David Hupp, SGA’s senator for disabled students, and an autistic disability advocate said the language of “curing autism,”  that TACA uses is very problematic, and a type of therapy the organization promotes: applied behavior analysis therapy, can also be very harmful.

“Autism is not a disease,” Hupp said. “It’s not something that can be cured. And arguably, it’s not even a disorder.” 

There are a lot of resources for autistic people and their families — and many of them are a “mixed bag,” Hupp said. Often, he finds himself recommending books or resources but giving stipulations and disclaimers to certain parts.

This kind of situation isn’t special, Grace Koehler, a freshman at DePaul, said. It’s just the latest example of an all-too-common problem. 

“It’s not an uncommon mistake with conversations around autism,” Koehler said. “Autistic people are so rarely included in those conversations. And like, it’s not a coincidence, I think, that the people who were picking these organizations were members of the fraternity… it’s an environment that is based so heavily on a person’s ability to be social and to excel in a social environment… It’s unsurprising that there’s also a wider idea that there’s  a specific way to interact.”
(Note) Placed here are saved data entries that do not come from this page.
//! Remote checksum manifests.
//!
//! A manifest lists one artifact per line as `<filename> <hex-digest>`.
//! Lines in `sha256sum` output order (`<hex-digest>  <filename>`, with an
//! optional `*` binary marker) are accepted too. Blank lines and `#`
//! comments are skipped.

use std::collections::HashMap;

/// Filename to hex digest mapping, held in memory only.
#[derive(Debug, Clone, Default, PartialEq, Eq)]
pub struct ChecksumManifest {
    entries: HashMap<String, String>,
}

impl ChecksumManifest {
    /// Parse manifest text.
    pub fn parse(text: &str) -> Self {
        let mut entries = HashMap::new();

        for line in text.lines() {
            let line = line.trim();
            if line.is_empty() || line.starts_with('#') {
                continue;
            }

            let mut parts = line.split_whitespace();
            let (Some(first), Some(second)) = (parts.next(), parts.next()) else {
                tracing::debug!("Skipping malformed manifest line: {line:?}");
                continue;
            };

            let (filename, digest) = if is_hex(first) && !is_hex(second) {
                (second.trim_start_matches('*'), first)
            } else {
                (first, second)
            };
            entries.insert(filename.to_string(), digest.to_lowercase());
        }

        Self { entries }
    }

    /// Digest listed for `filename`.
    pub fn get(&self, filename: &str) -> Option<&str> {
        self.entries.get(filename).map(String::as_str)
    }

    pub fn len(&self) -> usize {
        self.entries.len()
    }

    pub fn is_empty(&self) -> bool {
        self.entries.is_empty()
    }
}

fn is_hex(s: &str) -> bool {
    !s.is_empty() && s.bytes().all(|b| b.is_ascii_hexdigit())
}
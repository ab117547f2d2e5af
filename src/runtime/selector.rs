//! Runtime selection.
//!
//! Decides whether the active runtime is acceptable or whether hoist must
//! relaunch itself under a different one. [`decide`] is pure: PATH lookup is
//! injected, and the result is a [`RuntimeDecision`] rather than an exec.

use std::path::PathBuf;

use super::descriptor::{Runtime, RuntimeDescriptor};
use crate::context::RUNTIME_VERSION_VAR;
use crate::error::{HoistError, Result};

/// Which runtimes hoist accepts and prefers.
#[derive(Debug, Clone, PartialEq, Eq)]
pub struct RuntimePolicy {
    /// Executable base name; version `3.8` is looked up as `python3.8`.
    pub name: String,
    /// Executables tried, in order, when no runtime path is given.
    pub default_candidates: Vec<String>,
    /// Versions the artifact can run under.
    pub supported: Vec<RuntimeDescriptor>,
    /// Preferred minor per major version.
    pub preferred: Vec<RuntimeDescriptor>,
}

impl Default for RuntimePolicy {
    fn default() -> Self {
        Self {
            name: "python".to_string(),
            default_candidates: vec!["python3".to_string(), "python".to_string()],
            supported: vec![
                RuntimeDescriptor::new(3, 6),
                RuntimeDescriptor::new(3, 7),
                RuntimeDescriptor::new(3, 8),
                RuntimeDescriptor::new(3, 9),
            ],
            preferred: vec![RuntimeDescriptor::new(3, 8)],
        }
    }
}

impl RuntimePolicy {
    /// Conventional executable name for a runtime version.
    pub fn executable_name(&self, version: RuntimeDescriptor) -> String {
        format!("{}{}", self.name, version)
    }

    pub fn supports(&self, version: RuntimeDescriptor) -> bool {
        self.supported.contains(&version)
    }

    fn supported_list(&self) -> String {
        self.supported
            .iter()
            .map(ToString::to_string)
            .collect::<Vec<_>>()
            .join(", ")
    }
}

/// Outcome of runtime selection.
#[derive(Debug, Clone, PartialEq, Eq)]
pub enum RuntimeDecision {
    /// Keep going with the active runtime.
    Continue(Runtime),
    /// Re-exec hoist with this runtime selected.
    Relaunch { runtime: PathBuf },
}

/// Decide between continuing and relaunching.
///
/// * `override_version` - raw `HOIST_RUNTIME_VERSION`, if set
/// * `relaunched` - whether this process is already a relaunch
/// * `lookup` - finds an executable by name on PATH
pub fn decide<F>(
    policy: &RuntimePolicy,
    active: &Runtime,
    override_version: Option<&str>,
    relaunched: bool,
    lookup: F,
) -> Result<RuntimeDecision>
where
    F: Fn(&str) -> Option<PathBuf>,
{
    if let Some(raw) = override_version {
        let wanted: RuntimeDescriptor =
            raw.parse()
                .map_err(|_| HoistError::InvalidRuntimeVersion {
                    value: raw.to_string(),
                    var: RUNTIME_VERSION_VAR.to_string(),
                })?;

        if wanted != active.descriptor {
            let name = policy.executable_name(wanted);
            let path = lookup(&name).ok_or(HoistError::RuntimeNotFound { name })?;
            return relaunch(path, relaunched);
        }
    } else {
        for preferred in &policy.preferred {
            if preferred.major != active.descriptor.major
                || preferred.minor == active.descriptor.minor
            {
                continue;
            }
            if relaunched {
                tracing::debug!(
                    "Already relaunched; staying on {} instead of preferring {}",
                    active.descriptor,
                    preferred
                );
                break;
            }
            if let Some(path) = lookup(&policy.executable_name(*preferred)) {
                tracing::debug!(
                    "Preferring runtime {} at {}",
                    preferred,
                    path.display()
                );
                return relaunch(path, relaunched);
            }
        }
    }

    check_supported(policy, active)?;
    Ok(RuntimeDecision::Continue(active.clone()))
}

fn relaunch(path: PathBuf, relaunched: bool) -> Result<RuntimeDecision> {
    if relaunched {
        return Err(HoistError::RelaunchLoop { path });
    }
    Ok(RuntimeDecision::Relaunch { runtime: path })
}

fn check_supported(policy: &RuntimePolicy, active: &Runtime) -> Result<()> {
    if policy.supports(active.descriptor) {
        return Ok(());
    }
    Err(HoistError::UnsupportedRuntime {
        found: active.descriptor.to_string(),
        path: active.path.clone(),
        supported: policy.supported_list(),
    })
}

/// PATH lookup backed by the `which` crate.
pub fn which_lookup(name: &str) -> Option<PathBuf> {
    which::which(name).ok()
}
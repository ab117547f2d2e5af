//! Artifact cache layout.
//!
//! Fetched artifacts live at `<cache-root>/bin/<kind>/<identity>`. A file at
//! that path is always complete and verified: the fetcher only ever renames
//! finished downloads into place.

pub mod identity;
pub mod locator;

pub use identity::ArtifactIdentity;
pub use locator::{local_override, locate, CacheLocator, LOCAL_OVERRIDE_FILE};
So how can students help autistic students? 

Hupp said people can start with the way they refer to autistic people, using identity-first language to say “ausitic people” instead of “people with autism” and trying to avoid use words that can create a sense of “othering” autistic people.  

“I would say, be accommodating,” Hupp added. “Think about examining ways that you might contribute to people who are diverse in those ways, feeling left out and make a better effort to include them socially, and otherwise. Make them feel more comfortable.” 

Koehler suggested students support organizations by and for autistic people.

“It’d be really neat if we could get more of a conversation started and have people realize that it’s okay to be this way and it’s fine to interact with all kinds of people and makes you know less of a person, if you have different social behaviors than what’s widely accepted. “

“I’m not a charity case. If you want to treat me like one, hit me up. I can give you my Venmo,” Koehler said, laughing, “But there’s this misunderstanding that comes from a fundamental lack of considering autistic people as human and that’s something you see with a lot of marginalized groups historically, and that’s something you see with disabled people. So it’s an issue of human rights, not necessarily one of like, a disorder or a cure.”